Weekly bond commentary
Is this part of the fits and starts, or rolling over?
The widely expected awful second quarter gross domestic product (GDP) read released this week was, indeed, truly awful. It declined 32.9% at an annualized pace, after falling 5% in the first quarter. Consumer spending, down $1.3 trillion, was the key driver, ironically led by a $472 billion drop in health-care spending. Business investment in equipment and structures also plunged, as did inventories of goods, as businesses were not able to replenish their stocks sufficiently. Federal government spending mitigated the drop, and offset contraction in state and local government spending. The personal saving rate was 25.7%, compared with 9.5% in the first quarter—certainly not the actions of a confident public. All told, the second quarter was tough.

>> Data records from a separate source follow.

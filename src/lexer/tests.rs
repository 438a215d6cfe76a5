//! Unit tests for the lexer module.
//!
//! This module contains tests for tokenization including:
//! - Keywords and identifiers
//! - Numeric literals (integers, floats, exponents)
//! - String literals and unterminated strings
//! - Operators, punctuation and longest-match selection
//! - Comments and whitespace
//! - Line/column tracking and recovery from unknown input

use super::{
    lexer::{tokenize, tokenize_all, tokenize_with},
    rules::{RuleSpec, RuleTable, DEFAULT_RULES},
    tokens::TokenKind,
};

fn kinds(source: &str) -> Vec<TokenKind> {
    tokenize(source).iter().map(|token| token.kind).collect()
}

fn lexemes(source: &str) -> Vec<String> {
    tokenize(source).into_iter().map(|token| token.lexeme).collect()
}

#[test]
fn test_tokenize_keywords() {
    let tokens = tokenize("if else while for return int float string bool true false void");

    assert_eq!(tokens.len(), 12);
    for token in &tokens {
        assert_eq!(token.kind, TokenKind::Keyword, "{}", token);
    }
    assert_eq!(tokens[4].lexeme, "return");
}

#[test]
fn test_keyword_precedence() {
    assert_eq!(kinds("if"), vec![TokenKind::Keyword]);
    assert_eq!(kinds("ifx"), vec![TokenKind::Identifier]);
    assert_eq!(kinds("If"), vec![TokenKind::Identifier]);
    assert_eq!(kinds("integer"), vec![TokenKind::Identifier]);
}

#[test]
fn test_tokenize_identifiers() {
    let tokens = tokenize("foo bar baz_123 _underscore CamelCase");

    assert_eq!(tokens.len(), 5);
    assert_eq!(tokens[0].kind, TokenKind::Identifier);
    assert_eq!(tokens[0].lexeme, "foo");
    assert_eq!(tokens[2].lexeme, "baz_123");
    assert_eq!(tokens[3].lexeme, "_underscore");
    assert_eq!(tokens[4].kind, TokenKind::Identifier);
    assert_eq!(tokens[4].lexeme, "CamelCase");
}

#[test]
fn test_tokenize_numbers() {
    let tokens = tokenize("42 3.14 0 100.5 1e10 2.5E-3");

    assert_eq!(
        tokens.iter().map(|token| token.lexeme.as_str()).collect::<Vec<_>>(),
        vec!["42", "3.14", "0", "100.5", "1e10", "2.5E-3"]
    );
    assert!(tokens.iter().all(|token| token.kind == TokenKind::Number));
}

#[test]
fn test_number_followed_by_dot() {
    assert_eq!(lexemes("3."), vec!["3", "."]);
    assert_eq!(kinds("3."), vec![TokenKind::Number, TokenKind::Punctuation]);
    assert_eq!(lexemes("1e"), vec!["1", "e"]);
}

#[test]
fn test_tokenize_strings() {
    let tokens = tokenize(r#""hello" "multiple words" """#);

    assert_eq!(tokens.len(), 3);
    assert_eq!(tokens[0].kind, TokenKind::StringLiteral);
    assert_eq!(tokens[0].lexeme, "\"hello\"");
    assert_eq!(tokens[1].lexeme, "\"multiple words\"");
    assert_eq!(tokens[2].kind, TokenKind::StringLiteral);
    assert_eq!(tokens[2].lexeme, "\"\"");
}

#[test]
fn test_string_escapes_kept_verbatim() {
    let tokens = tokenize(r#""quote\"test\n""#);

    assert_eq!(tokens.len(), 1);
    assert_eq!(tokens[0].kind, TokenKind::StringLiteral);
    assert_eq!(tokens[0].lexeme, r#""quote\"test\n""#);
}

#[test]
fn test_unterminated_string() {
    let tokens = tokenize("x = \"abc\ny");

    assert_eq!(tokens.len(), 4);
    assert_eq!(tokens[2].kind, TokenKind::Unknown);
    assert_eq!(tokens[2].lexeme, "\"abc");
    assert_eq!(tokens[3].kind, TokenKind::Identifier);
    assert_eq!((tokens[3].line(), tokens[3].column()), (2, 1));
}

#[test]
fn test_unterminated_string_escaped_quote() {
    let tokens = tokenize(r#""ab\""#);

    assert_eq!(tokens.len(), 1);
    assert_eq!(tokens[0].kind, TokenKind::Unknown);
    assert_eq!(tokens[0].lexeme, r#""ab\""#);
}

#[test]
fn test_tokenize_operators() {
    let source = "++ -- += -= *= /= == != <= >= && || + - * / % = < > & | !";
    let tokens = tokenize(source);

    assert_eq!(tokens.len(), 23);
    assert!(tokens.iter().all(|token| token.kind == TokenKind::Operator));
    assert_eq!(
        tokens.iter().map(|token| token.lexeme.as_str()).collect::<Vec<_>>(),
        source.split(' ').collect::<Vec<_>>()
    );
}

#[test]
fn test_longest_match_equals() {
    let tokens = tokenize("===");

    assert_eq!(tokens.len(), 2);
    assert_eq!(tokens[0].lexeme, "==");
    assert_eq!(tokens[1].lexeme, "=");
    assert_eq!(tokens[1].column(), 3);
}

#[test]
fn test_adjacent_operators() {
    assert_eq!(lexemes("a+++b"), vec!["a", "++", "+", "b"]);
    assert_eq!(lexemes("x<=-1"), vec!["x", "<=", "-", "1"]);
    assert_eq!(lexemes("!==="), vec!["!=", "=="]);
}

#[test]
fn test_tokenize_punctuation() {
    let tokens = tokenize("( ) { } [ ] , ; .");

    assert_eq!(tokens.len(), 9);
    assert!(tokens.iter().all(|token| token.kind == TokenKind::Punctuation));
}

#[test]
fn test_tokenize_comments() {
    let tokens = tokenize("int x = 5; // this is a comment\nint y = 10 /* block\ncomment */ ;");

    assert_eq!(
        lexemes("int x = 5; // this is a comment\nint y = 10 /* block\ncomment */ ;"),
        vec!["int", "x", "=", "5", ";", "int", "y", "=", "10", ";"]
    );
    let last = tokens.last().unwrap();
    assert_eq!((last.line(), last.column()), (3, 12));
}

#[test]
fn test_block_comment_variants() {
    assert!(tokenize("/**/").is_empty());
    assert!(tokenize("/***/").is_empty());
    assert!(tokenize("/* a **/").is_empty());
    assert!(tokenize("/* a / b * c */").is_empty());
    assert_eq!(lexemes("/* a */ b /* c */"), vec!["b"]);
}

#[test]
fn test_unterminated_block_comment() {
    let tokens = tokenize("a /* never\nclosed *");

    assert_eq!(tokens.len(), 2);
    assert_eq!(tokens[1].kind, TokenKind::Unknown);
    assert_eq!(tokens[1].lexeme, "/* never\nclosed *");
    assert_eq!((tokens[1].line(), tokens[1].column()), (1, 3));
}

#[test]
fn test_slash_is_not_comment() {
    assert_eq!(
        kinds("a / b"),
        vec![TokenKind::Identifier, TokenKind::Operator, TokenKind::Identifier]
    );
    assert_eq!(lexemes("a/=b"), vec!["a", "/=", "b"]);
}

#[test]
fn test_tokenize_simple_program() {
    let tokens = tokenize("int x = 42;");

    assert_eq!(tokens.len(), 5);
    assert_eq!(tokens[0].kind, TokenKind::Keyword);
    assert_eq!(tokens[1].kind, TokenKind::Identifier);
    assert_eq!(tokens[1].lexeme, "x");
    assert_eq!(tokens[2].kind, TokenKind::Operator);
    assert_eq!(tokens[3].kind, TokenKind::Number);
    assert_eq!(tokens[3].lexeme, "42");
    assert_eq!(tokens[4].kind, TokenKind::Punctuation);
}

#[test]
fn test_tokenize_unrecognized_token() {
    let tokens = tokenize("a @ b");

    assert_eq!(tokens.len(), 3);
    assert_eq!(tokens[0].kind, TokenKind::Identifier);
    assert_eq!(tokens[1].kind, TokenKind::Unknown);
    assert_eq!(tokens[1].lexeme, "@");
    assert_eq!(tokens[2].kind, TokenKind::Identifier);
    assert_eq!(
        tokens.iter().map(|token| (token.line(), token.column())).collect::<Vec<_>>(),
        vec![(1, 1), (1, 3), (1, 5)]
    );
}

#[test]
fn test_unknown_runs_are_single_characters() {
    let tokens = tokenize("#$é");

    assert_eq!(tokens.len(), 3);
    assert!(tokens.iter().all(|token| token.kind == TokenKind::Unknown));
    assert_eq!(tokens[2].lexeme, "é");
    assert_eq!(tokens[2].column(), 3);
    assert_eq!(tokens[2].span.start.offset, 2);
    assert_eq!(tokens[2].span.end.offset, 4);
}

#[test]
fn test_tokenize_whitespace_handling() {
    let tokens = tokenize("  x \t  =   42  ");

    assert_eq!(tokens.len(), 3);
    assert_eq!(tokens[0].column(), 3);
    assert_eq!(tokens[1].column(), 8);
    assert_eq!(tokens[2].column(), 12);
}

#[test]
fn test_tokenize_newlines() {
    let tokens = tokenize("a\nbb");

    assert_eq!(tokens.len(), 2);
    assert_eq!((tokens[0].line(), tokens[0].column()), (1, 1));
    assert_eq!((tokens[1].line(), tokens[1].column()), (2, 1));
}

#[test]
fn test_crlf_line_endings() {
    let tokens = tokenize("a\r\n  b");

    assert_eq!((tokens[1].line(), tokens[1].column()), (2, 3));
}

#[test]
fn test_empty_and_trivia_only_input() {
    assert!(tokenize("").is_empty());
    assert!(tokenize("   \n\t ").is_empty());
    assert!(tokenize("// only a comment\n/* and another */").is_empty());
}

#[test]
fn test_tokenize_all_keeps_trivia() {
    let source = "int a; // note\n";
    let tokens = tokenize_all(source, &DEFAULT_RULES);

    assert_eq!(
        tokens.iter().map(|token| token.kind).collect::<Vec<_>>(),
        vec![
            TokenKind::Keyword,
            TokenKind::Whitespace,
            TokenKind::Identifier,
            TokenKind::Punctuation,
            TokenKind::Whitespace,
            TokenKind::Comment,
            TokenKind::Whitespace,
        ]
    );
    assert_eq!(tokens.iter().map(|token| token.lexeme.as_str()).collect::<String>(), source);
}

#[test]
fn test_spans_are_contiguous() {
    let source = "x = \"s\" /* c */ @\n  y";
    let tokens = tokenize_all(source, &DEFAULT_RULES);

    for pair in tokens.windows(2) {
        assert_eq!(pair[0].span.end, pair[1].span.start);
    }
    assert_eq!(tokens.last().unwrap().span.end.offset, source.len());
}

#[test]
fn test_custom_rule_table() {
    let rules = RuleTable::new(
        vec![
            RuleSpec {
                pattern: r"\s+".to_string(),
                kind: TokenKind::Whitespace,
            },
            RuleSpec {
                pattern: "=".to_string(),
                kind: TokenKind::Operator,
            },
            RuleSpec {
                pattern: "==".to_string(),
                kind: TokenKind::Operator,
            },
            RuleSpec {
                pattern: "[a-z]+".to_string(),
                kind: TokenKind::Identifier,
            },
        ],
        ["let"],
    )
    .unwrap();

    let tokens = tokenize_with("let a === b1", &rules);
    assert_eq!(
        tokens.iter().map(|token| (token.kind, token.lexeme.as_str())).collect::<Vec<_>>(),
        vec![
            (TokenKind::Keyword, "let"),
            (TokenKind::Identifier, "a"),
            (TokenKind::Operator, "=="),
            (TokenKind::Operator, "="),
            (TokenKind::Identifier, "b"),
            (TokenKind::Unknown, "1"),
        ]
    );
}

#[test]
fn test_empty_rule_table_reports_everything_unknown() {
    let rules = RuleTable::new(vec![], Vec::<String>::new()).unwrap();
    let tokens = tokenize_with("a b", &rules);

    assert!(rules.is_empty());
    assert_eq!(tokens.len(), 3);
    assert!(tokens.iter().all(|token| token.kind == TokenKind::Unknown));
    assert_eq!(tokens[1].lexeme, " ");
}

#[test]
fn test_rescan_is_identical() {
    let source = "while (i < 10) { i += 1; } // loop";
    assert_eq!(tokenize(source), tokenize(source));
}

Making matters worse was the increase in weekly jobless claims. For the second straight week, they registered more than 1.4 million, driving up the continuing claims figure to more than 17 million, implying at least a 10% unemployment rate. With extended unemployment payments due to expire without Congressional action, it is no wonder consumer confidence softened in July. Coronavirus cases continue to mount nationwide, and though there is an aggressive push for a vaccine, it seems unlikely to come in the near term.
Through all this, financial markets have been treading water, taking stock and consolidating gains, while waiting for a signal as to which direction to head next.
Treasury yields fell this week from last, with the 2-year yield slipping 4 basis points to 0.11%, the 3-year yield decreasing 5 basis points to 0.12% and the 5-year yield dropping 7 basis points to 0.21%.